### Task brief
Give again, exactly as written, each line of the material below starting at the line that contains "self.write_reg(REG_ANALOG_PATH, ANALOG_DAC_SELECT |" and ending at the line that contains "self.write_reg(REG_INTERFACE_FORMAT, FORMAT_I2S_16BIT)". Both ends count, and no other line does.

Top of Provided entries

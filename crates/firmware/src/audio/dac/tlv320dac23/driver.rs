//! TLV320DAC23 hardware driver
//!
//! Control plane only, over `embedded_hal_async::i2c::I2c`. Samples reach
//! the chip as I²S from the SAI peripheral and never pass through here.

use embedded_hal_async::i2c::I2c;
use platform::config::DEFAULT_VOLUME;
use platform::{AudioCodec, AudioConfig, HeadphoneVolume, SampleRateHz};

use super::registers::*;

/// TLV320DAC23 stereo DAC with headphone amplifier
pub struct Tlv320Dac23<I> {
    i2c: I,
    volume: HeadphoneVolume,
    muted: bool,
}

impl<I: I2c> Tlv320Dac23<I> {
    /// Create a driver for the chip on `i2c`. Nothing is written until
    /// [`AudioCodec::init`].
    pub fn new(i2c: I) -> Self {
        Self {
            i2c,
            volume: HeadphoneVolume::new(DEFAULT_VOLUME),
            muted: false,
        }
    }

    /// Write one control word.
    async fn write_reg(&mut self, reg: u8, value: u16) -> Result<(), I::Error> {
        self.i2c.write(I2C_ADDR, &encode(reg, value)).await
    }

    /// Last volume written.
    pub fn volume(&self) -> HeadphoneVolume {
        self.volume
    }

    /// Whether the digital path is soft-muted.
    pub fn is_muted(&self) -> bool {
        self.muted
    }

    /// Release the bus.
    pub fn into_inner(self) -> I {
        self.i2c
    }
}

impl<I: I2c> AudioCodec for Tlv320Dac23<I> {
    type Error = I::Error;

    /// Reset and configure for 16-bit I²S slave input at 44.1 kHz with the
    /// DAC routed to the headphone output.
    async fn init(&mut self, config: AudioConfig) -> Result<(), Self::Error> {
        #[cfg(feature = "defmt")]
        defmt::info!("Initialising TLV320DAC23");

        if config.sample_rate != SampleRateHz::CD {
            #[cfg(feature = "defmt")]
            defmt::warn!(
                "TLV320DAC23: {=u32} Hz requested, clocking for 44100 Hz",
                config.sample_rate.get()
            );
        }

        self.write_reg(REG_RESET, RESET_VALUE).await?;
        self.write_reg(REG_LEFT_LINE_IN, LINE_IN_LRS | LINE_IN_MUTE)
            .await?;
        self.set_volume(config.volume).await?;
        self.write_reg(REG_ANALOG_PATH, ANALOG_DAC_SELECT | ANALOG_BYPASS)
            .await?;
        self.set_mute(false).await?;
        // Oscillator and line input powered down; everything else on.
        self.write_reg(REG_POWER_DOWN, PWR_OSC | PWR_LINE).await?;
        self.write_reg(REG_INTERFACE_FORMAT, FORMAT_I2S_16BIT)
            .await?;
        self.write_reg(REG_SAMPLE_RATE, RATE_NORMAL_44K1).await?;
        self.write_reg(REG_ACTIVATION, ACTIVATE).await?;

        #[cfg(feature = "defmt")]
        defmt::info!("TLV320DAC23 initialisation complete");
        Ok(())
    }

    async fn set_volume(&mut self, volume: HeadphoneVolume) -> Result<(), Self::Error> {
        self.write_reg(REG_RIGHT_HEADPHONE, headphone_volume(volume.get()))
            .await?;
        self.volume = volume;
        Ok(())
    }

    async fn set_mute(&mut self, muted: bool) -> Result<(), Self::Error> {
        self.write_reg(REG_DIGITAL_PATH, digital_path(muted)).await?;
        self.muted = muted;
        Ok(())
    }
}

#[cfg(test)]
#[allow(clippy::unwrap_used)]
mod tests {
    use super::*;
    use embedded_hal_mock::eh1::i2c::{Mock as I2cMock, Transaction};

    fn w(bytes: [u8; 2]) -> Transaction {
        Transaction::write(I2C_ADDR, bytes.to_vec())
    }

    #[tokio::test]
    async fn init_writes_the_register_sequence_in_order() {
        let expected = [
            w([0x14, 0xFF]), // reset
            w([0x01, 0x80]), // line in muted
            w([0x07, 0xC4]), // volume 20
            w([0x08, 0x18]), // DAC select + bypass
            w([0x0A, 0x04]), // unmuted, 44.1 kHz de-emphasis
            w([0x0C, 0x21]), // oscillator + line in off
            w([0x0E, 0x02]), // I2S 16-bit slave
            w([0x10, 0x22]), // 44.1 kHz normal mode
            w([0x12, 0x01]), // active
        ];
        let mut dac = Tlv320Dac23::new(I2cMock::new(&expected));
        dac.init(AudioConfig::default()).await.unwrap();
        assert_eq!(dac.volume().get(), 20);
        assert!(!dac.is_muted());
        dac.into_inner().done();
    }

    #[tokio::test]
    async fn volume_request_of_85_is_written_as_79() {
        let mut dac = Tlv320Dac23::new(I2cMock::new(&[w([0x07, 0xFF])]));
        dac.set_volume(HeadphoneVolume::new(85)).await.unwrap();
        assert_eq!(dac.volume().get(), 79);
        dac.into_inner().done();
    }

    #[tokio::test]
    async fn mute_toggles_only_the_soft_mute_bit() {
        let mut dac = Tlv320Dac23::new(I2cMock::new(&[w([0x0A, 0x0C]), w([0x0A, 0x04])]));
        dac.set_mute(true).await.unwrap();
        assert!(dac.is_muted());
        dac.set_mute(false).await.unwrap();
        assert!(!dac.is_muted());
        dac.into_inner().done();
    }
}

Bottom of Provided entries

### Solution for this problem
        self.write_reg(REG_ANALOG_PATH, ANALOG_DAC_SELECT | ANALOG_BYPASS)
            .await?;
        self.set_mute(false).await?;
        // Oscillator and line input powered down; everything else on.
        self.write_reg(REG_POWER_DOWN, PWR_OSC | PWR_LINE).await?;
        self.write_reg(REG_INTERFACE_FORMAT, FORMAT_I2S_16BIT)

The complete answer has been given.